What is expected ->
Pull out every line with the word "InstructionCaseRule" from the entries below.

___ Given records ___

//! Base image rules.

use std::collections::HashSet;

use crate::dockerfile::parser::Dockerfile;
use crate::lint::{Category, Diagnostic, LintRule, RuleId, Severity};

use super::flag;

/// The image reference and stage alias of a `FROM` instruction.
#[derive(Debug, Clone, PartialEq, Eq)]
pub struct BaseImage<'a> {
    pub image: &'a str,
    pub alias: Option<&'a str>,
}

/// Split `FROM [--platform=...] image [AS name]`.
pub fn parse_from(args: &str) -> Option<BaseImage<'_>> {
    let mut tokens = args.split_whitespace().skip_while(|t| t.starts_with("--"));
    let image = tokens.next()?;
    let alias = match tokens.next() {
        Some(kw) if kw.eq_ignore_ascii_case("as") => tokens.next(),
        _ => None,
    };
    Some(BaseImage { image, alias })
}

/// Tag of an image reference, ignoring any registry port.
fn image_tag(image: &str) -> Option<&str> {
    let name = image.rsplit('/').next().unwrap_or(image);
    name.split_once(':').map(|(_, tag)| tag)
}

/// A Dockerfile must declare a base image.
pub struct FromRequiredRule;

impl LintRule<Dockerfile> for FromRequiredRule {
    fn id(&self) -> RuleId {
        RuleId::new("dockerfile.from_required")
    }

    fn description(&self) -> &str {
        "Requires a FROM instruction"
    }

    fn default_severity(&self) -> Severity {
        Severity::Error
    }

    fn category(&self) -> Category {
        Category::Structure
    }

    fn reports_missing_required(&self) -> bool {
        true
    }

    fn check(&self, dockerfile: &Dockerfile) -> Vec<Diagnostic> {
        if dockerfile.has("FROM") {
            return Vec::new();
        }
        vec![self
            .diagnostic("Dockerfile must contain a FROM instruction")
            .with_field("FROM")
            .with_suggestion("Start the file with a base image, e.g. FROM debian:bookworm-slim")]
    }
}

/// Only `ARG` may precede the first `FROM`.
pub struct FromFirstRule;

impl LintRule<Dockerfile> for FromFirstRule {
    fn id(&self) -> RuleId {
        RuleId::new("dockerfile.from_first")
    }

    fn description(&self) -> &str {
        "Requires FROM to be the first instruction (ARG excepted)"
    }

    fn default_severity(&self) -> Severity {
        Severity::Warning
    }

    fn category(&self) -> Category {
        Category::Structure
    }

    fn check(&self, dockerfile: &Dockerfile) -> Vec<Diagnostic> {
        let Some(first_from) = dockerfile.instructions.iter().position(|i| i.is("FROM")) else {
            return Vec::new();
        };

        dockerfile.instructions[..first_from]
            .iter()
            .filter(|i| !i.is("ARG"))
            .map(|i| {
                flag(
                    self,
                    i,
                    format!("{} appears before the first FROM instruction", i.command),
                )
                .with_suggestion("Move it after FROM; only ARG may come first")
            })
            .collect()
    }
}

/// Base images should be pinned to an explicit tag.
pub struct FromLatestTagRule;

impl LintRule<Dockerfile> for FromLatestTagRule {
    fn id(&self) -> RuleId {
        RuleId::new("dockerfile.from_latest_tag")
    }

    fn description(&self) -> &str {
        "Flags base images without a tag or tagged 'latest'"
    }

    fn default_severity(&self) -> Severity {
        Severity::Warning
    }

    fn category(&self) -> Category {
        Category::BestPractice
    }

    fn check(&self, dockerfile: &Dockerfile) -> Vec<Diagnostic> {
        let mut diagnostics = Vec::new();
        let mut stages: HashSet<String> = HashSet::new();

        for instruction in dockerfile.find("FROM") {
            let Some(base) = parse_from(&instruction.args) else {
                continue;
            };

            let exempt = base.image.eq_ignore_ascii_case("scratch")
                || base.image.contains('$')
                || base.image.contains('@')
                || stages.contains(&base.image.to_lowercase());

            if !exempt {
                let message = match image_tag(base.image) {
                    None => Some(format!(
                        "Base image '{}' has no tag and defaults to latest",
                        base.image
                    )),
                    Some("latest") => Some(format!(
                        "Base image '{}' uses the 'latest' tag",
                        base.image
                    )),
                    Some(_) => None,
                };
                if let Some(message) = message {
                    diagnostics.push(
                        flag(self, instruction, message)
                            .with_suggestion("Pin a specific version tag or digest"),
                    );
                }
            }

            if let Some(alias) = base.alias {
                stages.insert(alias.to_lowercase());
            }
        }

        diagnostics
    }
}

/// Instruction verbs are conventionally upper-case.
pub struct InstructionCaseRule;

impl LintRule<Dockerfile> for InstructionCaseRule {
    fn id(&self) -> RuleId {
        RuleId::new("dockerfile.instruction_case")
    }

    fn description(&self) -> &str {
        "Flags instruction verbs not written in upper case"
    }

    fn default_severity(&self) -> Severity {
        Severity::Info
    }

    fn category(&self) -> Category {
        Category::Style
    }

    fn check(&self, dockerfile: &Dockerfile) -> Vec<Diagnostic> {
        dockerfile
            .instructions
            .iter()
            .filter(|i| i.keyword != i.command)
            .map(|i| {
                flag(
                    self,
                    i,
                    format!("Instruction '{}' should be written upper-case", i.keyword),
                )
                .with_suggestion(format!("Use {}", i.command))
            })
            .collect()
    }
}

___

The answer ->
pub struct InstructionCaseRule;
impl LintRule<Dockerfile> for InstructionCaseRule {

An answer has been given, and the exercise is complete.